DEUX FRED (1924-2015)
Enfance miséreuse ou enfance prometteuse ? Fred Deux, né le 1er juillet 1924 à Boulogne-Billancourt, et que son patronyme semble avoir prédestiné à la dualité, fera de son enfance dans un logement-cave le terreau de son œuvre littéraire et picturale. L’habitation en sous-sol de l’immeuble bourgeois où il vit entouré de l’amour de ses parents et d’un oncle qui lui est cher n’en reste pas moins sordide. L’eau y remonte avec les crues de la Seine, ramenant rats et moisissures. Malgré la tuberculose, Fred Deux fait tout pour en sortir, et s’en sortir, en quête d’un ailleurs qui lui corresponde : il fuit d’abord la cave familiale, puis les cours du Conservatoire des arts et métiers pour l’usine, où il est embauché en tant qu’ouvrier électricien et, en 1943, le travail à l’usine pour le maquis et la Résistance.

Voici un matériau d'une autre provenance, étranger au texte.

//! Insert, get, and bulk ops for event rows.

use rusqlite::{params, Connection};

use engram_core::{Event, EngramResult};

use crate::{from_sqlite_err, to_index_err};

/// Insert a single event row inside a transaction.
pub fn insert_event(conn: &Connection, event: &Event) -> EngramResult<()> {
    let tx = conn
        .unchecked_transaction()
        .map_err(|e| to_index_err(format!("insert_event begin: {e}")))?;

    match insert_event_inner(&tx, event) {
        Ok(()) => {
            tx.commit()
                .map_err(|e| to_index_err(format!("insert_event commit: {e}")))?;
            Ok(())
        }
        Err(e) => {
            let _ = tx.rollback();
            Err(e)
        }
    }
}

/// Inner insert logic, operating on the provided connection (or transaction via Deref).
fn insert_event_inner(conn: &Connection, event: &Event) -> EngramResult<()> {
    let metadata_json =
        serde_json::to_string(&event.metadata).map_err(|e| to_index_err(e.to_string()))?;

    conn.execute(
        "INSERT INTO memories (
            id, event_type, content, metadata, timestamp, session_id,
            workspace_id, git_branch, git_commit
        ) VALUES (?1, ?2, ?3, ?4, ?5, ?6, ?7, ?8, ?9)",
        params![
            event.id,
            event.event_type.as_str(),
            event.content,
            metadata_json,
            event.timestamp.to_rfc3339(),
            event.session_id,
            event.workspace_id,
            event.git_branch,
            event.git_commit,
        ],
    )
    .map_err(from_sqlite_err)?;
    Ok(())
}

/// Bulk insert inside one IMMEDIATE transaction. If any row violates a
/// constraint, nothing is written.
pub fn bulk_insert(conn: &Connection, events: &[Event]) -> EngramResult<usize> {
    if events.is_empty() {
        return Ok(0);
    }
    conn.execute_batch("BEGIN IMMEDIATE")
        .map_err(|e| to_index_err(e.to_string()))?;

    let mut count = 0;
    for event in events {
        if let Err(e) = insert_event_inner(conn, event) {
            let _ = conn.execute_batch("ROLLBACK");
            return Err(e);
        }
        count += 1;
    }

    conn.execute_batch("COMMIT")
        .map_err(|e| to_index_err(e.to_string()))?;
    Ok(count)
}

/// Get a single event by id.
pub fn get_event(conn: &Connection, id: &str) -> EngramResult<Option<Event>> {
    let mut stmt = conn
        .prepare(
            "SELECT id, event_type, content, metadata, timestamp, session_id,
                    workspace_id, git_branch, git_commit
             FROM memories WHERE id = ?1",
        )
        .map_err(|e| to_index_err(e.to_string()))?;

    let result = stmt
        .query_row(params![id], |row| Ok(row_to_event(row)))
        .optional()
        .map_err(|e| to_index_err(e.to_string()))?;

    match result {
        Some(Ok(event)) => Ok(Some(event)),
        Some(Err(e)) => Err(e),
        None => Ok(None),
    }
}

/// Bulk get by ids, preserving the order of the input list. Missing ids
/// are skipped silently.
pub fn bulk_get(conn: &Connection, ids: &[String]) -> EngramResult<Vec<Event>> {
    let mut results = Vec::with_capacity(ids.len());
    for id in ids {
        if let Some(event) = get_event(conn, id)? {
            results.push(event);
        }
    }
    Ok(results)
}

/// Parse a row from the memories table into an Event.
pub(crate) fn row_to_event(row: &rusqlite::Row<'_>) -> EngramResult<Event> {
    let event_type_str: String = row.get(1).map_err(|e| to_index_err(e.to_string()))?;
    let metadata_json: String = row.get(3).map_err(|e| to_index_err(e.to_string()))?;
    let timestamp_str: String = row.get(4).map_err(|e| to_index_err(e.to_string()))?;

    let event_type = event_type_str
        .parse()
        .map_err(|_| to_index_err(format!("parse event_type '{event_type_str}'")))?;
    let metadata = serde_json::from_str(&metadata_json)
        .map_err(|e| to_index_err(format!("parse metadata: {e}")))?;
    let timestamp = chrono::DateTime::parse_from_rfc3339(&timestamp_str)
        .map(|dt| dt.with_timezone(&chrono::Utc))
        .map_err(|e| to_index_err(format!("parse timestamp '{timestamp_str}': {e}")))?;

    Ok(Event {
        id: row.get(0).map_err(|e| to_index_err(e.to_string()))?,
        event_type,
        content: row.get(2).map_err(|e| to_index_err(e.to_string()))?,
        metadata,
        timestamp,
        session_id: row.get(5).map_err(|e| to_index_err(e.to_string()))?,
        workspace_id: row.get(6).map_err(|e| to_index_err(e.to_string()))?,
        git_branch: row.get(7).map_err(|e| to_index_err(e.to_string()))?,
        git_commit: row.get(8).map_err(|e| to_index_err(e.to_string()))?,
    })
}

/// Helper trait to make `query_row` return `Option` on not-found.
pub(crate) trait OptionalRow<T> {
    fn optional(self) -> Result<Option<T>, rusqlite::Error>;
}

impl<T> OptionalRow<T> for Result<T, rusqlite::Error> {
    fn optional(self) -> Result<Option<T>, rusqlite::Error> {
        match self {
            Ok(v) => Ok(Some(v)),
            Err(rusqlite::Error::QueryReturnedNoRows) => Ok(None),
            Err(e) => Err(e),
        }
    }
}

À la Libération, refusant de retourner à sa vie antérieure, il s’engage dans l’armée dans les goums marocains. En désaccord avec la politique colonialiste de l’après-guerre, il se fait réformer et s’installe à Marseille. Là, il est employé à la librairie Clary où il lit – Breton, Bataille, Bousquet, Artaud, Cendrars, Sade, Péret… – plus qu’il ne vend. Surtout, il y découvre Paul Klee et c’est un nouvel univers qui s’ouvre à lui, un univers d’art et de liberté, celui de la couleur. Il fonde alors le « sous-groupe des surréalistes de Marseille » et se lie aux Cahiers du Sud.

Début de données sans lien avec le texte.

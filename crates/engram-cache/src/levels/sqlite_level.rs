//! Persistent level backed by SQLite. Entries survive process restarts.

use std::path::Path;
use std::sync::Mutex;
use std::time::{Duration, SystemTime, UNIX_EPOCH};

use rusqlite::{params, Connection};
use serde_json::Value;

use engram_core::{EngramError, EngramResult};

use crate::level::CacheLevel;

fn to_cache_err(message: impl Into<String>) -> EngramError {
    EngramError::StoreUnavailable {
        store: "sqlite cache level".to_string(),
        reason: message.into(),
    }
}

fn now_ms() -> i64 {
    SystemTime::now()
        .duration_since(UNIX_EPOCH)
        .map(|d| d.as_millis() as i64)
        .unwrap_or(0)
}

/// SQLite-backed cache tier. `key → JSON value` rows with optional expiry.
pub struct SqliteLevel {
    conn: Mutex<Connection>,
}

impl SqliteLevel {
    /// Open (or create) a cache file at the given path.
    pub fn open(path: &Path) -> EngramResult<Self> {
        let conn = Connection::open(path).map_err(|e| to_cache_err(e.to_string()))?;
        Self::with_connection(conn)
    }

    /// In-memory variant for tests.
    pub fn open_in_memory() -> EngramResult<Self> {
        let conn = Connection::open_in_memory().map_err(|e| to_cache_err(e.to_string()))?;
        Self::with_connection(conn)
    }

    fn with_connection(conn: Connection) -> EngramResult<Self> {
        conn.execute_batch(
            "CREATE TABLE IF NOT EXISTS cache_entries (
                key         TEXT PRIMARY KEY,
                value       TEXT NOT NULL,
                expires_at  INTEGER,
                created_at  TEXT NOT NULL DEFAULT (strftime('%Y-%m-%dT%H:%M:%fZ', 'now'))
            );
            PRAGMA journal_mode = WAL;
            PRAGMA synchronous = NORMAL;",
        )
        .map_err(|e| to_cache_err(e.to_string()))?;
        Ok(Self {
            conn: Mutex::new(conn),
        })
    }

    fn with_conn<F, T>(&self, f: F) -> EngramResult<T>
    where
        F: FnOnce(&Connection) -> EngramResult<T>,
    {
        let guard = self
            .conn
            .lock()
            .map_err(|e| to_cache_err(format!("lock poisoned: {e}")))?;
        f(&guard)
    }
}

impl CacheLevel for SqliteLevel {
    fn name(&self) -> &str {
        "sqlite"
    }

    fn get(&self, key: &str) -> EngramResult<Option<Value>> {
        self.with_conn(|conn| {
            let row: Option<(String, Option<i64>)> = match conn.query_row(
                "SELECT value, expires_at FROM cache_entries WHERE key = ?1",
                params![key],
                |row| Ok((row.get(0)?, row.get(1)?)),
            ) {
                Ok(v) => Some(v),
                Err(rusqlite::Error::QueryReturnedNoRows) => None,
                Err(e) => return Err(to_cache_err(e.to_string())),
            };

            let Some((text, expires_at)) = row else {
                return Ok(None);
            };
            if expires_at.is_some_and(|t| now_ms() >= t) {
                let _ = conn.execute("DELETE FROM cache_entries WHERE key = ?1", params![key]);
                return Ok(None);
            }
            serde_json::from_str(&text)
                .map(Some)
                .map_err(|e| to_cache_err(format!("corrupt cache value for '{key}': {e}")))
        })
    }

    fn set(&self, key: &str, value: &Value, ttl: Option<Duration>) -> EngramResult<()> {
        let text = serde_json::to_string(value).map_err(|e| to_cache_err(e.to_string()))?;
        let expires_at = ttl.map(|d| now_ms() + d.as_millis() as i64);
        self.with_conn(|conn| {
            conn.execute(
                "INSERT OR REPLACE INTO cache_entries (key, value, expires_at) VALUES (?1, ?2, ?3)",
                params![key, text, expires_at],
            )
            .map_err(|e| to_cache_err(e.to_string()))?;
            Ok(())
        })
    }

    fn delete(&self, key: &str) -> EngramResult<bool> {
        self.with_conn(|conn| {
            let affected = conn
                .execute("DELETE FROM cache_entries WHERE key = ?1", params![key])
                .map_err(|e| to_cache_err(e.to_string()))?;
            Ok(affected > 0)
        })
    }

    fn has(&self, key: &str) -> EngramResult<bool> {
        Ok(self.get(key)?.is_some())
    }

    fn clear(&self) -> EngramResult<()> {
        self.with_conn(|conn| {
            conn.execute("DELETE FROM cache_entries", [])
                .map_err(|e| to_cache_err(e.to_string()))?;
            Ok(())
        })
    }

    fn keys(&self) -> EngramResult<Vec<String>> {
        self.with_conn(|conn| {
            let mut stmt = conn
                .prepare("SELECT key FROM cache_entries WHERE expires_at IS NULL OR expires_at > ?1")
                .map_err(|e| to_cache_err(e.to_string()))?;
            let rows = stmt
                .query_map(params![now_ms()], |row| row.get::<_, String>(0))
                .map_err(|e| to_cache_err(e.to_string()))?;
            rows.collect::<Result<Vec<_>, _>>()
                .map_err(|e| to_cache_err(e.to_string()))
        })
    }

    fn size(&self) -> EngramResult<usize> {
        self.with_conn(|conn| {
            let n: i64 = conn
                .query_row(
                    "SELECT COUNT(*) FROM cache_entries WHERE expires_at IS NULL OR expires_at > ?1",
                    params![now_ms()],
                    |row| row.get(0),
                )
                .map_err(|e| to_cache_err(e.to_string()))?;
            Ok(n as usize)
        })
    }
}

Ses premières taches apparaissent au fond de son assiette ; il les fait revivre avec de la peinture pour bicyclette, puis divers matériaux (encres, colles, tissus…). Il prend aussi des notes, écrit ce que fut son enfance. Même si ses proches ne le comprennent pas, pour Fred Deux, une nouvelle vie a commencé. En 1950, il part à Paris où il rencontre l’artiste Hans Reichel, qui lui permet « de se pencher par-dessus son épaule ». Il lui en sera toute sa vie reconnaissant. L’année suivante, à Marseille, ses taches dessinées sont remarquées par Karl Flinker, un jeune galeriste parisien qui les montre à Jean Cassou, directeur du Musée national d’art moderne ; ce dernier leur consacre un article dans les Cahiers du Sud. Il s’ensuit une première exposition à la librairie Martin Flinker à Paris.

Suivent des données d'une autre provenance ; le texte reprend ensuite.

//! Blob store: one file per event id under a configured root.
//!
//! Writes go through a temp file and rename. A blob is only written
//! after the authoritative row exists, so blob presence implies the row.

use std::fs;
use std::io::Write;
use std::path::{Path, PathBuf};

use engram_core::{EngramError, EngramResult};

fn to_blob_err(message: impl Into<String>) -> EngramError {
    EngramError::StoreUnavailable {
        store: "blob store".to_string(),
        reason: message.into(),
    }
}

/// Filesystem-backed large-content store.
pub struct BlobStore {
    root: PathBuf,
}

impl BlobStore {
    /// Create the store, making the root directory if needed.
    pub fn open(root: impl Into<PathBuf>) -> EngramResult<Self> {
        let root = root.into();
        fs::create_dir_all(&root)
            .map_err(|e| to_blob_err(format!("create {}: {e}", root.display())))?;
        Ok(Self { root })
    }

    fn path_for(&self, id: &str) -> EngramResult<PathBuf> {
        // Ids are uuids; refuse anything that could escape the root.
        if id.is_empty() || id.contains(['/', '\\', '.']) {
            return Err(EngramError::validation("id", format!("unsafe blob id '{id}'")));
        }
        Ok(self.root.join(id))
    }

    /// Write a blob atomically.
    pub fn write(&self, id: &str, bytes: &[u8]) -> EngramResult<()> {
        let path = self.path_for(id)?;
        let tmp = self.root.join(format!("{id}.tmp"));
        {
            let mut file = fs::File::create(&tmp)
                .map_err(|e| to_blob_err(format!("create {}: {e}", tmp.display())))?;
            file.write_all(bytes)
                .map_err(|e| to_blob_err(format!("write {}: {e}", tmp.display())))?;
            file.sync_all()
                .map_err(|e| to_blob_err(format!("sync {}: {e}", tmp.display())))?;
        }
        fs::rename(&tmp, &path).map_err(|e| to_blob_err(format!("rename blob {id}: {e}")))?;
        Ok(())
    }

    /// Read a blob. `None` when absent.
    pub fn read(&self, id: &str) -> EngramResult<Option<Vec<u8>>> {
        let path = self.path_for(id)?;
        match fs::read(&path) {
            Ok(bytes) => Ok(Some(bytes)),
            Err(e) if e.kind() == std::io::ErrorKind::NotFound => Ok(None),
            Err(e) => Err(to_blob_err(format!("read blob {id}: {e}"))),
        }
    }

    /// Delete a blob. Returns whether it existed.
    pub fn delete(&self, id: &str) -> EngramResult<bool> {
        let path = self.path_for(id)?;
        match fs::remove_file(&path) {
            Ok(()) => Ok(true),
            Err(e) if e.kind() == std::io::ErrorKind::NotFound => Ok(false),
            Err(e) => Err(to_blob_err(format!("delete blob {id}: {e}"))),
        }
    }

    pub fn exists(&self, id: &str) -> bool {
        self.path_for(id).map(|p| p.exists()).unwrap_or(false)
    }

    /// Total bytes across all blobs.
    pub fn total_size(&self) -> EngramResult<u64> {
        let mut total = 0;
        let entries =
            fs::read_dir(&self.root).map_err(|e| to_blob_err(format!("list blobs: {e}")))?;
        for entry in entries {
            let entry = entry.map_err(|e| to_blob_err(e.to_string()))?;
            if let Ok(meta) = entry.metadata() {
                if meta.is_file() {
                    total += meta.len();
                }
            }
        }
        Ok(total)
    }

    pub fn root(&self) -> &Path {
        &self.root
    }
}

Après une longue rechute de tuberculose, pendant laquelle il continue de peindre et d’écrire comme s’il s’agissait d’une seule et même chose, avec la conviction que « ses écrits sont de la même main que ses dessins », Fred Deux s’installe à Paris où il rencontre André Breton et se lie avec Hans Bellmer. Devenu membre du groupe surréaliste, il expose à la galerie de l’Étoile scellée. Ses œuvres s’apparentent à « l’automatisme surréaliste », mais il se reconnaît de moins en moins dans les autres aspects du groupe et s’en détache peu à peu.
En 1951, à la librairie de la Hune, Fred Deux rencontre « son Autre », Cécile Reims. Désormais, il y aura « le monde de Cécile, le monde de Fred, leur monde ». Tant à cause de leur santé fragile que de leurs exigences artistiques, ils s’écartent de la vie parisienne et s’installent dans une ferme dans l’Ain.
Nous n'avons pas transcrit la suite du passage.